アドベンチャーモデルの取り回しへの不安を払拭

 アドベンチャー要素を取り入れたオンロードツアラー、つまりオンロードとオフロードの中間的立ち位置のクロスオーバーモデルとして、2020年に登場したBMW Motorradのアドベンチャースポーツ「F900XR」に試乗しました。

BMW「F900XR」と筆者(先川知香)
BMW「F900XR」と筆者(先川知香)

 私(先川知香)にとって、純粋に走りを楽しめるバイクの条件といえば、やはり足つきが最重要事項。

 どんなに取り回しに自信があったとしても、やはり足つきが悪いと、街中での頻繁な信号待ちなど、停車するたび過剰なレベルで細心の注意を払わなければなりません。そのため、イメージ的に車高が高い大排気量のアドベンチャーモデルには、苦手意識がありました。

 しかもF900XRをラインナップするBMWは、ドイツのメーカー。大柄なヨーロッパ人に合わせたアドベンチャーモデルの足つきがいい訳がありません。

 実車を目の前にしてもそのイメージは変わらず、明らかにストロークの長いフロントサスペンションや分厚くデザインされたタンク周りの迫力など、その威風堂々としたスタイルに、自分でも扱えるのかと少し不安になりました。

BMW「F900XR」の足つき(身長165㎝)
BMW「F900XR」の足つき(身長165㎝)

 しかし、実際に跨ってみると意外にスマート。足つきも想像したよりは良好で、身長165㎝の私で両足のつま先をしっかりと地面に付くことができました。

 しかも、ライディング姿勢がかなり楽。アドベンチャー要素が強いスタイリングも相まって、ストンと楽に座ったままの自然体で乗ることができるので、長距離移動も疲労感を感じにくいと思います。

 そして、驚いたのがその取り回しのよさ。試乗コースが駐車場にパイロンで作られた特設コースだったのですが、少しタイトなUターンも思い通りのラインで曲がることができました。

BMW「F900XR」の走りを楽しむ筆者(先川知香)
BMW「F900XR」の走りを楽しむ筆者(先川知香)

 エンジンもパワフルな一方で、回転数の上昇は緩やか。同時に乗った他メーカーの同クラスモデルたちよりギアチェンジのタイミングがゆったりとしていて、すべての操作にワンテンポ余裕ができるような不思議な感覚が、こんな狭い場所では本領を発揮しきれないというような、ポテンシャルの高さを感じさせてくれました。
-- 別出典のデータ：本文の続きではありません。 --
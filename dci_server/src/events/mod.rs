//! Outbound notifications produced by the scheduling engine.
//!
//! The engine only decides that something happened and what it carries.
//! Delivery is left to a `Notifier` and happens after commit.

pub mod job;

pub use job::{JobNotification, JobSnapshot};
//! jobs_events — sequenced record of a job reaching a reported result.
//!
//! Consumers poll with a cursor on `id`, which is allocated from the
//! `jobs_events` sequence and never reused. The consumer's own position is
//! kept server-side in the `jobs_events` counter.

use chrono::{DateTime, Utc};
use diesel::prelude::*;
use serde::{Deserialize, Serialize};
use uuid::Uuid;

use super::job::JobStatus;
use crate::schema::{counters, jobs_events};

/// Sequence name used when allocating job event ids.
pub const JOB_EVENTS_SEQUENCE: &str = "jobs_events";

/// Counter holding the consumer cursor over job events.
pub const JOB_EVENTS_COUNTER: &str = "jobs_events";

#[derive(Debug, Clone, Queryable, Selectable, Insertable, Serialize, Deserialize)]
#[diesel(table_name = jobs_events)]
pub struct JobEvent {
    pub id: i64,
    pub job_id: Uuid,
    pub topic_id: Uuid,
    pub status: JobStatus,
    pub created_at: DateTime<Utc>,
}

/// Named cursor with an etag guarding concurrent updates.
#[derive(Debug, Clone, PartialEq, Eq, Queryable, Selectable, Insertable, Serialize, Deserialize)]
#[diesel(table_name = counters)]
pub struct Counter {
    pub name: String,
    pub sequence: i64,
    pub etag: Uuid,
}
//! Scheduling engine data models — plain rows, no lazy relations.

pub mod component;
pub mod file;
pub mod job;
pub mod job_event;
pub mod jobstate;
pub mod rconfiguration;
pub mod remoteci;
pub mod topic;

use std::fmt;
use std::str::FromStr;

use diesel::deserialize::{self, FromSql};
use diesel::pg::{Pg, PgValue};
use diesel::serialize::{self, Output, ToSql};
use diesel::sql_types::Text;
use serde::{Deserialize, Serialize};

/// Lifecycle state shared by every catalog entity.
#[derive(
    Debug,
    Clone,
    Copy,
    PartialEq,
    Eq,
    Hash,
    Serialize,
    Deserialize,
    diesel::AsExpression,
    diesel::FromSqlRow,
)]
#[diesel(sql_type = Text)]
#[serde(rename_all = "lowercase")]
pub enum ResourceState {
    Active,
    Inactive,
    Archived,
}

impl ResourceState {
    pub fn as_str(&self) -> &'static str {
        match self {
            ResourceState::Active => "active",
            ResourceState::Inactive => "inactive",
            ResourceState::Archived => "archived",
        }
    }
}

impl fmt::Display for ResourceState {
    fn fmt(&self, f: &mut fmt::Formatter<'_>) -> fmt::Result {
        f.write_str(self.as_str())
    }
}

impl FromStr for ResourceState {
    type Err = String;

    fn from_str(s: &str) -> Result<Self, Self::Err> {
        match s {
            "active" => Ok(ResourceState::Active),
            "inactive" => Ok(ResourceState::Inactive),
            "archived" => Ok(ResourceState::Archived),
            other => Err(format!("unknown resource state: {other}")),
        }
    }
}

impl ToSql<Text, Pg> for ResourceState {
    fn to_sql<'b>(&'b self, out: &mut Output<'b, '_, Pg>) -> serialize::Result {
        <str as ToSql<Text, Pg>>::to_sql(self.as_str(), out)
    }
}

impl FromSql<Text, Pg> for ResourceState {
    fn from_sql(bytes: PgValue<'_>) -> deserialize::Result<Self> {
        let raw = <String as FromSql<Text, Pg>>::from_sql(bytes)?;
        raw.parse().map_err(Into::into)
    }
}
 よく「ロングツーリングには、大型のアドベンチャーモデルが楽でいいよ」といわれますが、私はいつもその意見に対し「高速道路は楽でも、下道に降りた時の細かい取り回しが大変ジャン・・・」と感じてしまいます。しかし、そんな大型アドベンチャーモデルに持つ私の不安を、F900XRは払拭してくれました。

 気軽に乗れてパワフルで取り回しも楽々と、ロングツーリングをメインにバイクライフを楽しむ初心者に、特にオススメしたいモデルです。

BMW「F900XR」は初心者にもオススメできる大型アドベンチャーモデル
BMW「F900XR」は初心者にもオススメできる大型アドベンチャーモデル

 さらにF900XRの特筆すべきポイントは、コストパフォーマンス。

 クイックシフターにグリップヒーター、クルーズコントロールやスマートキーなどの快適装備が付いて、価格(消費税込)は118万1000円と、BMW Motorradのラインナップとは思えない驚きの価格設定。

 BMWに憧れていたけど価格がネックという人にも。ぜひ乗ってみてもらいたい1台です。